Entries taken from a collection
__________________________________________________

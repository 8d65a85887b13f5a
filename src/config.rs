use serde::{Deserialize, Serialize};
use std::path::{Path, PathBuf};

/// Embedded defaults, overridden by an optional file and `CHURN__*` environment variables.
const DEFAULT_CONFIG: &str = include_str!("../config/default.toml");

/// Main application configuration
#[derive(Debug, Clone, Default, Serialize, Deserialize)]
pub struct Config {
    /// HTTP server configuration
    #[serde(default)]
    pub server: ServerConfig,

    /// File locations for data and artifacts
    #[serde(default)]
    pub paths: PathsConfig,

    /// Drift monitoring and retraining trigger configuration
    #[serde(default)]
    pub monitoring: MonitoringConfig,

    /// Training pipeline configuration
    #[serde(default)]
    pub training: TrainingConfig,

    /// Observability configuration
    #[serde(default)]
    pub observability: ObservabilityConfig,
}

impl Config {
    /// Load configuration from `CONFIG_PATH` (if set) and environment
    pub fn load() -> Result<Self, config::ConfigError> {
        let config_path = std::env::var("CONFIG_PATH").ok().map(PathBuf::from);
        Self::load_from(config_path.as_deref())
    }

    /// Load configuration from an explicit file and environment
    pub fn load_from(path: Option<&Path>) -> Result<Self, config::ConfigError> {
        let mut builder = config::Config::builder()
            // Start with default values
            .add_source(config::File::from_str(DEFAULT_CONFIG, config::FileFormat::Toml));

        // Override with config file if given
        if let Some(path) = path {
            builder = builder.add_source(config::File::from(path).required(true));
        }

        builder
            // Override with environment variables (prefix: CHURN__)
            .add_source(
                config::Environment::with_prefix("CHURN")
                    .separator("__")
                    .try_parsing(true),
            )
            .build()?
            .try_deserialize()
    }
}

#[derive(Debug, Clone, Serialize, Deserialize)]
pub struct ServerConfig {
    /// HTTP server host
    #[serde(default = "default_host")]
    pub host: String,

    /// HTTP server port
    #[serde(default = "default_http_port")]
    pub port: u16,
}

impl Default for ServerConfig {
    fn default() -> Self {
        Self {
            host: default_host(),
            port: default_http_port(),
        }
    }
}

#[derive(Debug, Clone, Serialize, Deserialize)]
pub struct PathsConfig {
    /// Labeled dataset used for training and as drift reference
    #[serde(default = "default_data_path")]
    pub data_path: PathBuf,

    /// Directory holding model, metrics, schema and retrain state
    #[serde(default = "default_artifacts_dir")]
    pub artifacts_dir: PathBuf,

    /// Append-only log written by the serving API
    #[serde(default = "default_inference_log")]
    pub inference_log: PathBuf,

    /// Drift report output directory
    #[serde(default = "default_reports_dir")]
    pub reports_dir: PathBuf,

    /// Training run records
    #[serde(default = "default_runs_dir")]
    pub runs_dir: PathBuf,
}

impl PathsConfig {
    /// Default layout relocated under `root`
    pub fn rooted_at(root: impl AsRef<Path>) -> Self {
        let root = root.as_ref();
        Self {
            data_path: root.join(default_data_path()),
            artifacts_dir: root.join(default_artifacts_dir()),
            inference_log: root.join(default_inference_log()),
            reports_dir: root.join(default_reports_dir()),
            runs_dir: root.join(default_runs_dir()),
        }
    }

    pub fn model_path(&self) -> PathBuf {
        self.artifacts_dir.join("model.json")
    }

    pub fn metrics_path(&self) -> PathBuf {
        self.artifacts_dir.join("metrics.json")
    }

    pub fn schema_path(&self) -> PathBuf {
        self.artifacts_dir.join("train_schema.json")
    }

    pub fn baseline_stats_path(&self) -> PathBuf {
        self.artifacts_dir.join("baseline_stats.json")
    }

    pub fn retrain_state_path(&self) -> PathBuf {
        self.artifacts_dir.join("retrain_state.json")
    }

    /// Prometheus textfile written by the batch commands
    pub fn metrics_textfile_path(&self) -> PathBuf {
        self.artifacts_dir.join("churn_sentinel.prom")
    }
}

impl Default for PathsConfig {
    fn default() -> Self {
        Self {
            data_path: default_data_path(),
            artifacts_dir: default_artifacts_dir(),
            inference_log: default_inference_log(),
            reports_dir: default_reports_dir(),
            runs_dir: default_runs_dir(),
        }
    }
}

#[derive(Debug, Clone, Serialize, Deserialize)]
pub struct MonitoringConfig {
    /// Share of drifted columns at or above which retraining is warranted
    #[serde(default = "default_drift_threshold")]
    pub drift_threshold: f64,

    /// Minimum hours between retraining triggers (0 disables throttling)
    #[serde(default = "default_cooldown_hours")]
    pub cooldown_hours: f64,

    /// Per-column p-value below which a column counts as drifted
    #[serde(default = "default_stattest_threshold")]
    pub stattest_threshold: f64,

    /// Drifted share at which the report flags dataset drift
    #[serde(default = "default_drift_share")]
    pub drift_share: f64,
}

impl Default for MonitoringConfig {
    fn default() -> Self {
        Self {
            drift_threshold: default_drift_threshold(),
            cooldown_hours: default_cooldown_hours(),
            stattest_threshold: default_stattest_threshold(),
            drift_share: default_drift_share(),
        }
    }
}

#[derive(Debug, Clone, Serialize, Deserialize)]
pub struct TrainingConfig {
    /// Label column, stripped from the reference dataset
    #[serde(default = "default_target_column")]
    pub target_column: String,

    /// Columns always one-hot encoded
    #[serde(default = "default_categorical_features")]
    pub categorical_features: Vec<String>,

    /// Validation fraction
    #[serde(default = "default_test_size")]
    pub test_size: f64,

    /// Solver iteration cap
    #[serde(default = "default_max_iterations")]
    pub max_iterations: u64,

    /// Allowed ROC-AUC regression when replacing the deployed model
    #[serde(default = "default_quality_tolerance")]
    pub quality_tolerance: f64,

    /// Experiment name stamped on run records
    #[serde(default = "default_experiment_name")]
    pub experiment_name: String,

    /// Retraining command; empty means `<current executable> retrain`
    #[serde(default)]
    pub command: Vec<String>,
}

impl Default for TrainingConfig {
    fn default() -> Self {
        Self {
            target_column: default_target_column(),
            categorical_features: default_categorical_features(),
            test_size: default_test_size(),
            max_iterations: default_max_iterations(),
            quality_tolerance: default_quality_tolerance(),
            experiment_name: default_experiment_name(),
            command: Vec::new(),
        }
    }
}

#[derive(Debug, Clone, Serialize, Deserialize)]
pub struct ObservabilityConfig {
    /// Log level
    #[serde(default = "default_log_level")]
    pub log_level: String,

    /// Enable JSON logging
    #[serde(default)]
    pub json_logs: bool,

    /// Enable Prometheus metrics
    #[serde(default = "default_true")]
    pub prometheus_enabled: bool,
}

impl Default for ObservabilityConfig {
    fn default() -> Self {
        Self {
            log_level: default_log_level(),
            json_logs: false,
            prometheus_enabled: true,
        }
    }
}

// Default value functions
fn default_host() -> String {
    "0.0.0.0".to_string()
}

fn default_http_port() -> u16 {
    8000
}

fn default_data_path() -> PathBuf {
    PathBuf::from("data/raw/churn-bigml-80.csv")
}

fn default_artifacts_dir() -> PathBuf {
    PathBuf::from("artifacts")
}

fn default_inference_log() -> PathBuf {
    PathBuf::from("logs/api.log")
}

fn default_reports_dir() -> PathBuf {
    PathBuf::from("reports/drift")
}

fn default_runs_dir() -> PathBuf {
    PathBuf::from("mlruns")
}

fn default_drift_threshold() -> f64 {
    0.3
}

fn default_cooldown_hours() -> f64 {
    24.0
}

fn default_stattest_threshold() -> f64 {
    0.05
}

fn default_drift_share() -> f64 {
    0.5
}

fn default_target_column() -> String {
    "Churn".to_string()
}

fn default_categorical_features() -> Vec<String> {
    ["State", "International plan", "Voice mail plan", "Area code"]
        .iter()
        .map(|s| s.to_string())
        .collect()
}

fn default_test_size() -> f64 {
    0.2
}

fn default_max_iterations() -> u64 {
    1000
}

fn default_quality_tolerance() -> f64 {
    0.01
}

fn default_experiment_name() -> String {
    "churn_baseline".to_string()
}

fn default_log_level() -> String {
    "info".to_string()
}

fn default_true() -> bool {
    true
}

__________________________________________________

From the line containing "fn default_quality_tolerance() ->" down to the last line of the records, transcribe every line exactly and add nothing else.

fn default_quality_tolerance() -> f64 {
    0.01
}

fn default_experiment_name() -> String {
    "churn_baseline".to_string()
}

fn default_log_level() -> String {
    "info".to_string()
}

fn default_true() -> bool {
    true
}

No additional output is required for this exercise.